Stored records:
========

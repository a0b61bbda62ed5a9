//! Appender implementations

pub mod console;
pub mod memory;
#[cfg(feature = "file")]
pub mod rotating_file;
pub mod syslog;

pub use console::ConsoleAppender;
pub use memory::{MemoryAppender, MemoryWriter};
#[cfg(feature = "file")]
pub use rotating_file::{FileRotation, RotatingFileAppender};
pub use syslog::{Facility, SyslogAppender, SyslogSettings};

pub use crate::core::{Appender, Closable, Reloadable};
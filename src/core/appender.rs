//! Capabilities of a log output destination
//!
//! Every destination can take events. Closing and reloading are separate,
//! optional capabilities so a destination only implements what it supports.

use super::{error::Result, log_entry::LogEntry};

/// Takes formatted events. Implementations serialize their own writes.
pub trait Appender: Send + Sync {
    fn append(&self, entry: &LogEntry) -> Result<()>;
    fn flush(&self) -> Result<()> {
        Ok(())
    }
    fn name(&self) -> &str;
}

/// Releases the destination's resources.
pub trait Closable: Send + Sync {
    fn close(&self) -> Result<()>;
}

/// Re-opens the destination in place, e.g. after an external log rotation.
pub trait Reloadable: Send + Sync {
    fn reload(&self) -> Result<()>;
}
//! Syslog appender
//!
//! Sends each event as one BSD-syslog (RFC 3164) datagram, or one
//! newline-terminated record over TCP:
//!
//! ```text
//! <PRI>Oct 18 09:15:02 tag[pid]: level=info msg=...
//! ```
//!
//! With no `network` configured the local syslog daemon socket is used.

use crate::core::{
    Appender, Closable, Formatter, LogEntry, LogLevel, LoggerError, OutputFormat, Result, Section,
};
use chrono::Local;
use parking_lot::Mutex;
use std::io::Write;
use std::net::{TcpStream, UdpSocket};
use std::time::Duration;

#[cfg(unix)]
use std::os::unix::net::UnixDatagram;

/// Local daemon sockets, tried in order
#[cfg(unix)]
const LOCAL_SOCKETS: [&str; 3] = ["/dev/log", "/var/run/syslog", "/var/run/log"];

const WRITE_TIMEOUT: Duration = Duration::from_secs(5);

/// Syslog facility codes
#[derive(Debug, Clone, Copy, PartialEq, Eq)]
pub enum Facility {
    Kern = 0,
    User = 1,
    Mail = 2,
    Daemon = 3,
    Auth = 4,
    Syslog = 5,
    Lpr = 6,
    News = 7,
    Uucp = 8,
    Cron = 9,
    Authpriv = 10,
    Ftp = 11,
    Local0 = 16,
    Local1 = 17,
    Local2 = 18,
    Local3 = 19,
    Local4 = 20,
    Local5 = 21,
    Local6 = 22,
    Local7 = 23,
}

impl Facility {
    pub fn from_name(name: &str) -> Option<Self> {
        let facility = match name.trim().to_lowercase().as_str() {
            "kern" => Facility::Kern,
            "user" => Facility::User,
            "mail" => Facility::Mail,
            "daemon" => Facility::Daemon,
            "auth" => Facility::Auth,
            "syslog" => Facility::Syslog,
            "lpr" => Facility::Lpr,
            "news" => Facility::News,
            "uucp" => Facility::Uucp,
            "cron" => Facility::Cron,
            "authpriv" => Facility::Authpriv,
            "ftp" => Facility::Ftp,
            "local0" => Facility::Local0,
            "local1" => Facility::Local1,
            "local2" => Facility::Local2,
            "local3" => Facility::Local3,
            "local4" => Facility::Local4,
            "local5" => Facility::Local5,
            "local6" => Facility::Local6,
            "local7" => Facility::Local7,
            _ => return None,
        };
        Some(facility)
    }
}

/// Syslog severity for an event level
fn severity(level: LogLevel) -> u8 {
    match level {
        LogLevel::Trace | LogLevel::Debug => 7,
        LogLevel::Info => 6,
        LogLevel::Warn => 4,
        LogLevel::Error => 3,
        LogLevel::Critical => 2,
    }
}

/// Connection settings read from a `log.syslog` section
#[derive(Debug, Clone, PartialEq, Eq)]
pub struct SyslogSettings {
    /// `""` for the local daemon, or `unix`, `udp`, `tcp`
    pub network: String,
    /// Socket path or `host:port`
    pub address: String,
    pub facility: Facility,
    pub tag: String,
}

impl Default for SyslogSettings {
    fn default() -> Self {
        Self {
            network: String::new(),
            address: String::new(),
            facility: Facility::User,
            tag: default_tag(),
        }
    }
}

impl SyslogSettings {
    /// Read `network`, `address`, `facility` and `tag`.
    ///
    /// # Errors
    ///
    /// Returns a configuration error for an unknown facility name
    pub fn from_section(section: &Section) -> Result<Self> {
        let facility_name = section.must_string("facility", "user");
        let facility = Facility::from_name(&facility_name).ok_or_else(|| {
            LoggerError::config("log.syslog", format!("unknown facility '{}'", facility_name))
        })?;

        Ok(Self {
            network: section.must_string("network", ""),
            address: section.must_string("address", ""),
            facility,
            tag: section.must_string("tag", &default_tag()),
        })
    }
}

fn default_tag() -> String {
    std::env::current_exe()
        .ok()
        .and_then(|p| p.file_stem().map(|s| s.to_string_lossy().into_owned()))
        .unwrap_or_else(|| "rust_log_pipeline".to_string())
}

enum Connection {
    #[cfg(unix)]
    Unix(UnixDatagram),
    Udp(UdpSocket),
    Tcp(TcpStream),
}

impl Connection {
    fn open(settings: &SyslogSettings) -> Result<Self> {
        let fail = |message: String| LoggerError::syslog(settings.address.clone(), message);

        match settings.network.as_str() {
            "" => Self::open_local(settings),
            #[cfg(unix)]
            "unix" | "unixgram" => {
                let socket = UnixDatagram::unbound()?;
                socket
                    .connect(&settings.address)
                    .map_err(|e| fail(e.to_string()))?;
                Ok(Connection::Unix(socket))
            }
            "udp" | "udp4" | "udp6" => {
                let bind = if settings.network == "udp6" { "[::]:0" } else { "0.0.0.0:0" };
                let socket = UdpSocket::bind(bind)?;
                socket
                    .connect(&settings.address)
                    .map_err(|e| fail(e.to_string()))?;
                Ok(Connection::Udp(socket))
            }
            "tcp" | "tcp4" | "tcp6" => {
                let stream =
                    TcpStream::connect(&settings.address).map_err(|e| fail(e.to_string()))?;
                stream.set_write_timeout(Some(WRITE_TIMEOUT))?;
                stream.set_nodelay(true)?;
                Ok(Connection::Tcp(stream))
            }
            other => Err(LoggerError::config(
                "log.syslog",
                format!("unsupported network '{}'", other),
            )),
        }
    }

    #[cfg(unix)]
    fn open_local(settings: &SyslogSettings) -> Result<Self> {
        let socket = UnixDatagram::unbound()?;
        let candidates: Vec<&str> = if settings.address.is_empty() {
            LOCAL_SOCKETS.to_vec()
        } else {
            vec![settings.address.as_str()]
        };
        for path in &candidates {
            if socket.connect(path).is_ok() {
                return Ok(Connection::Unix(socket));
            }
        }
        Err(LoggerError::syslog(
            candidates.join(","),
            "no local syslog socket reachable",
        ))
    }

    #[cfg(not(unix))]
    fn open_local(settings: &SyslogSettings) -> Result<Self> {
        Err(LoggerError::syslog(
            settings.address.clone(),
            "local syslog is not available on this platform",
        ))
    }

    fn send(&mut self, record: &str) -> std::io::Result<()> {
        match self {
            #[cfg(unix)]
            Connection::Unix(socket) => socket.send(record.as_bytes()).map(|_| ()),
            Connection::Udp(socket) => socket.send(record.as_bytes()).map(|_| ()),
            Connection::Tcp(stream) => {
                stream.write_all(record.as_bytes())?;
                stream.write_all(b"\n")
            }
        }
    }
}

/// Appender writing to a syslog daemon. Closable, not reloadable.
pub struct SyslogAppender {
    formatter: Formatter,
    settings: SyslogSettings,
    pid: u32,
    connection: Mutex<Option<Connection>>,
}

impl SyslogAppender {
    /// Connect according to `settings`.
    ///
    /// # Errors
    ///
    /// Returns error if the socket cannot be created or connected
    pub fn new(settings: SyslogSettings, format: OutputFormat) -> Result<Self> {
        let connection = Connection::open(&settings)?;
        Ok(Self {
            formatter: format.formatter(false),
            settings,
            pid: std::process::id(),
            connection: Mutex::new(Some(connection)),
        })
    }

    pub fn settings(&self) -> &SyslogSettings {
        &self.settings
    }

    fn record(&self, entry: &LogEntry) -> String {
        let priority = (self.settings.facility as u8) * 8 + severity(entry.level);
        format!(
            "<{}>{} {}[{}]: {}",
            priority,
            entry.timestamp.with_timezone(&Local).format("%b %e %H:%M:%S"),
            self.settings.tag,
            self.pid,
            self.formatter.format(entry)
        )
    }
}

impl Appender for SyslogAppender {
    fn append(&self, entry: &LogEntry) -> Result<()> {
        let record = self.record(entry);
        let mut connection = self.connection.lock();
        let conn = connection
            .as_mut()
            .ok_or_else(|| LoggerError::closed("syslog"))?;
        conn.send(&record)
            .map_err(|e| LoggerError::io_operation("sending to syslog", e))
    }

    fn name(&self) -> &str {
        "syslog"
    }
}

impl Closable for SyslogAppender {
    fn close(&self) -> Result<()> {
        if let Some(Connection::Tcp(stream)) = self.connection.lock().take() {
            let _ = stream.shutdown(std::net::Shutdown::Both);
        }
        Ok(())
    }
}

========

*WORK INSTRUCTION*: A bare number should be your reply: how many lines in the entries above include the word "PartialEq".

*ANSWER TO THE PROBLEM*: 2